TASK: Your output should be the lines of the entries below, exactly, from the first one through the line that holds "use thiserror::Error;".

(Beginning of SOURCE RECORDS)

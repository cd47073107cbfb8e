//! Error types for credential resolution
//!
//! - [`ResolveError`]: everything `CredentialResolutionRegistry::resolve` can return
//! - [`ProfileStoreError`]: failures reading or parsing a shared profile store
//!
//! The registry originates exactly one error of its own,
//! [`ResolveError::ProfileNotFound`]. Failures from override strategies and
//! backends are carried unchanged: their `Display` and `source()` are forwarded
//! and the original error can be recovered with `downcast_ref`.
//!
//! ```
//! use dbauth_credential::ResolveError;
//!
//! let err = ResolveError::ProfileNotFound { profile: "ghost".to_string() };
//! assert!(err.is_configuration_error());
//! assert_eq!(err.to_string(), "profile not found: ghost");
//! ```

use std::path::PathBuf;

use thiserror::Error;

/// Opaque error raised by an override strategy, a backend, or a credential provider.
pub type BoxError = Box<dyn std::error::Error + Send + Sync + 'static>;

/// Error returned by credential resolution
#[derive(Debug, Error)]
pub enum ResolveError {
    /// Federated auth was requested for a profile the shared profile store does not define
    #[error("profile not found: {profile}")]
    ProfileNotFound {
        /// Requested profile name
        profile: String,
    },

    /// The shared profile store could not be read
    #[error("failed to load shared profiles: {0}")]
    ProfileStore(#[from] ProfileStoreError),

    /// Default or federated backend failed while building a provider
    #[error(transparent)]
    Backend(BoxError),

    /// Installed override strategy failed
    #[error(transparent)]
    Override(BoxError),
}

impl ResolveError {
    /// `true` for errors caused by connection or profile configuration.
    ///
    /// These are terminal: retrying the same `resolve` call cannot succeed
    /// until the configuration changes. Opaque backend and override errors
    /// return `false`; the registry makes no claim about them.
    pub fn is_configuration_error(&self) -> bool {
        matches!(
            self,
            Self::ProfileNotFound { .. } | Self::ProfileStore(ProfileStoreError::Parse { .. })
        )
    }

    /// Name of the missing profile, if this is a [`ResolveError::ProfileNotFound`].
    pub fn missing_profile(&self) -> Option<&str> {
        match self {
            Self::ProfileNotFound { profile } => Some(profile),
            _ => None,
        }
    }
}

/// Errors raised while loading a shared profile store
#[derive(Debug, Error)]
pub enum ProfileStoreError {
    /// Profile file exists but could not be read
    #[error("failed to read profile file {path:?}: {source}")]
    Read {
        /// File that was being read
        path: PathBuf,
        /// Underlying I/O error
        #[source]
        source: std::io::Error,
    },

    /// Profile file contents are malformed
    #[error("malformed profile file {path:?} at line {line}: {message}")]
    Parse {
        /// File that was being parsed
        path: PathBuf,
        /// 1-based line number
        line: usize,
        /// What was wrong with the line
        message: String,
    },
}

#[cfg(test)]
mod tests {
    use super::*;

    #[derive(Debug, Error)]
    #[error("connection refused by identity service")]
    struct NetworkDown;

    #[test]
    fn backend_error_is_transparent() {
        let err = ResolveError::Backend(Box::new(NetworkDown));

        assert_eq!(err.to_string(), "connection refused by identity service");
        assert!(!err.is_configuration_error());
        match err {
            ResolveError::Backend(inner) => assert!(inner.downcast_ref::<NetworkDown>().is_some()),
            other => panic!("unexpected variant: {other:?}"),
        }
    }

    #[test]
    fn profile_not_found_names_profile() {
        let err = ResolveError::ProfileNotFound {
            profile: "prod".to_string(),
        };

        assert_eq!(err.missing_profile(), Some("prod"));
        assert!(err.is_configuration_error());
    }

    #[test]
    fn parse_failure_is_configuration_error() {
        let err: ResolveError = ProfileStoreError::Parse {
            path: PathBuf::from("/tmp/config"),
            line: 3,
            message: "expected `key = value`".to_string(),
        }
        .into();

        assert!(err.is_configuration_error());
        assert!(err.to_string().contains("line 3"));
    }

    #[test]
    fn read_failure_is_not_configuration_error() {
        let err: ResolveError = ProfileStoreError::Read {
            path: PathBuf::from("/tmp/config"),
            source: std::io::Error::from(std::io::ErrorKind::PermissionDenied),
        }
        .into();

        assert!(!err.is_configuration_error());
        assert_eq!(err.missing_profile(), None);
    }
}
//! Credential material and the provider handle returned by resolution

use std::fmt;
use std::sync::Arc;

use chrono::{DateTime, Utc};
use secrecy::{ExposeSecret, SecretString};

use super::BoxError;
use crate::traits::ProvideCredentials;

/// Authentication material supplied by a [`CredentialProvider`]
///
/// `Debug` never prints the secret key or session token.
pub struct Credentials {
    access_key_id: String,
    secret_access_key: SecretString,
    session_token: Option<SecretString>,
    expires_at: Option<DateTime<Utc>>,
}

impl Credentials {
    pub fn new(access_key_id: impl Into<String>, secret_access_key: impl Into<String>) -> Self {
        Self {
            access_key_id: access_key_id.into(),
            secret_access_key: SecretString::from(secret_access_key.into()),
            session_token: None,
            expires_at: None,
        }
    }

    /// Attach a session token (temporary credentials)
    pub fn with_session_token(mut self, token: impl Into<String>) -> Self {
        self.session_token = Some(SecretString::from(token.into()));
        self
    }

    pub fn with_expiry(mut self, expires_at: DateTime<Utc>) -> Self {
        self.expires_at = Some(expires_at);
        self
    }

    pub fn access_key_id(&self) -> &str {
        &self.access_key_id
    }

    pub fn secret_access_key(&self) -> &SecretString {
        &self.secret_access_key
    }

    pub fn session_token(&self) -> Option<&SecretString> {
        self.session_token.as_ref()
    }

    pub fn expires_at(&self) -> Option<DateTime<Utc>> {
        self.expires_at
    }

    /// `true` once `now` has reached the expiry; long-lived credentials never expire.
    pub fn is_expired_at(&self, now: DateTime<Utc>) -> bool {
        self.expires_at.is_some_and(|expiry| now >= expiry)
    }
}

impl Clone for Credentials {
    fn clone(&self) -> Self {
        Self {
            access_key_id: self.access_key_id.clone(),
            secret_access_key: SecretString::from(self.secret_access_key.expose_secret().to_owned()),
            session_token: self
                .session_token
                .as_ref()
                .map(|token| SecretString::from(token.expose_secret().to_owned())),
            expires_at: self.expires_at,
        }
    }
}

impl fmt::Debug for Credentials {
    fn fmt(&self, f: &mut fmt::Formatter<'_>) -> fmt::Result {
        f.debug_struct("Credentials")
            .field("access_key_id", &self.access_key_id)
            .field("secret_access_key", &"[REDACTED]")
            .field(
                "session_token",
                &self.session_token.as_ref().map(|_| "[REDACTED]"),
            )
            .field("expires_at", &self.expires_at)
            .finish()
    }
}

/// Handle to something that can supply [`Credentials`] on demand
///
/// This is what `resolve` hands back to the connection layer. The registry
/// never looks inside it. Cloning is cheap and clones share the same
/// underlying provider, so [`CredentialProvider::ptr_eq`] can tell whether two
/// handles came from the same construction.
#[derive(Clone)]
pub struct CredentialProvider {
    inner: Arc<dyn ProvideCredentials>,
}

impl CredentialProvider {
    pub fn new(provider: impl ProvideCredentials + 'static) -> Self {
        Self {
            inner: Arc::new(provider),
        }
    }

    pub fn from_arc(provider: Arc<dyn ProvideCredentials>) -> Self {
        Self { inner: provider }
    }

    /// Short name of the underlying provider, for logs and diagnostics
    pub fn provider_name(&self) -> &str {
        self.inner.name()
    }

    /// Ask the underlying provider for credentials
    pub async fn provide_credentials(&self) -> Result<Credentials, BoxError> {
        self.inner.provide_credentials().await
    }

    /// `true` if both handles point at the same provider instance
    pub fn ptr_eq(&self, other: &Self) -> bool {
        std::ptr::addr_eq(Arc::as_ptr(&self.inner), Arc::as_ptr(&other.inner))
    }
}

impl fmt::Debug for CredentialProvider {
    fn fmt(&self, f: &mut fmt::Formatter<'_>) -> fmt::Result {
        f.debug_struct("CredentialProvider")
            .field("name", &self.provider_name())
            .finish()
    }
}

(End of SOURCE RECORDS)

RESPONSE TO THE TASK:
repository cd47073107cbfb8e
//! Error types for credential resolution
//!
//! - [`ResolveError`]: everything `CredentialResolutionRegistry::resolve` can return
//! - [`ProfileStoreError`]: failures reading or parsing a shared profile store
//!
//! The registry originates exactly one error of its own,
//! [`ResolveError::ProfileNotFound`]. Failures from override strategies and
//! backends are carried unchanged: their `Display` and `source()` are forwarded
//! and the original error can be recovered with `downcast_ref`.
//!
//! ```
//! use dbauth_credential::ResolveError;
//!
//! let err = ResolveError::ProfileNotFound { profile: "ghost".to_string() };
//! assert!(err.is_configuration_error());
//! assert_eq!(err.to_string(), "profile not found: ghost");
//! ```

use std::path::PathBuf;

use thiserror::Error;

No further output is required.